Here is an example of a 3-state Markov model:

Simple Markov Model

As we move from state to state (node to node or circle to circle), there is a weight associated with each edge, indicating the probability that we move from one node to another.

A Markov chain is useful when we need to compute a probability for a sequence of observable events. In many cases, however, the events we are interested in are hidden: we don’t observe them directly. For example, we don’t normally observe part-of-speech tags in a text. Rather, we see words and must infer the tags from the word sequence. We call the tags hidden because they are not observed.

HMMs have applications in all sorts of areas including thermodynamics, economics, speech, pattern recognition, bioinformatics, and more.
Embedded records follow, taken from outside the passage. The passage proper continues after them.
//! Graceful shutdown signal handling.

use tokio::signal::ctrl_c;
#[cfg(unix)]
use tokio::signal::unix;

use crate::TRACING_TARGET_SERVER_SHUTDOWN;

/// Waits for a shutdown signal (SIGTERM or SIGINT/Ctrl+C).
///
/// A handler that fails to install never resolves, so the other signal
/// still triggers shutdown.
pub async fn shutdown_signal() {
    let ctrl_c = async {
        match ctrl_c().await {
            Ok(()) => {
                tracing::info!(
                    target: TRACING_TARGET_SERVER_SHUTDOWN,
                    "Received Ctrl+C signal, initiating graceful shutdown"
                );
            }
            Err(e) => {
                tracing::error!(
                    target: TRACING_TARGET_SERVER_SHUTDOWN,
                    error = %e,
                    "Failed to install Ctrl+C handler"
                );
                std::future::pending::<()>().await;
            }
        }
    };

    #[cfg(unix)]
    let terminate = async {
        match unix::signal(unix::SignalKind::terminate()) {
            Ok(mut signal) => {
                signal.recv().await;
                tracing::info!(
                    target: TRACING_TARGET_SERVER_SHUTDOWN,
                    "Received SIGTERM signal, initiating graceful shutdown"
                );
            }
            Err(e) => {
                tracing::error!(
                    target: TRACING_TARGET_SERVER_SHUTDOWN,
                    error = %e,
                    "Failed to install SIGTERM handler"
                );
                std::future::pending::<()>().await;
            }
        }
    };

    #[cfg(not(unix))]
    let terminate = std::future::pending::<()>();

    tokio::select! {
        () = ctrl_c => {},
        () = terminate => {},
    }
}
They provide a foundation for probabilistic models of linear sequence ‘labeling’ problems.

Mathematical Definition(s)

Mathematically, if we consider a sequence of state variables $q_1, q_2, \dots, q_i$ then the markov assumption is as follows: $$ P(q_i=a|q_1, q_2, \dots, q_{i-1}) = P(q_i=a|q_{i-1}) $$ The values of weights (or probabilities) associated with each edge coming off of a state (or node) must sum up to 1. A Markov model has a set of states: $$ S=\left{ s_1, s_2, s_3, \dots s_n\right} $$ The Markov process moves from one state to another generating a sequence of states: $$ s_{i1}, s_{i2}, s_{i3}, \dots s_{ik} \dots $$ The following need to be defined for a Markov model:

  1. Transition probabilities: $$ 𝐴 = (𝑎_{ij}), 𝑎_{ij} = 𝑃(𝑠_𝑖,𝑠_𝑗) $$
  2. Initial Probabilities ($\pi$): $$ \pi = \left{P(s_1), P(s_2), \dots, P(s_i) \right} $$ A hidden Markov model requires one more mathematical definition. We need to know the probability of observing an event given a state:

$$ 𝐵=(𝑏_𝑖(𝑣_𝑚)),𝑏_𝑖(𝑣_𝑚)=𝑃(𝑣_𝑚|𝑠_𝑖) $$ These are known as emission probabilities. The probability that given a state, we "emit" to a certain observation.

Given the above, we can alter the graph model above to represent a hidden Markov model:

Simple hidden Markov model. Source: Wikipedia

An Example

The following example problem is pulled from wikipedia:

Consider two friends, Alice and Bob, who live far apart from each other and who talk together daily over the telephone about what they did that day. Bob is only interested in three activities: walking in the park, shopping, and cleaning his apartment. The choice of what to do is determined exclusively by the weather on a given day. Alice has no definite information about the weather, but she knows general trends. Based on what Bob tells her he did each day, Alice tries to guess what the weather must have been like.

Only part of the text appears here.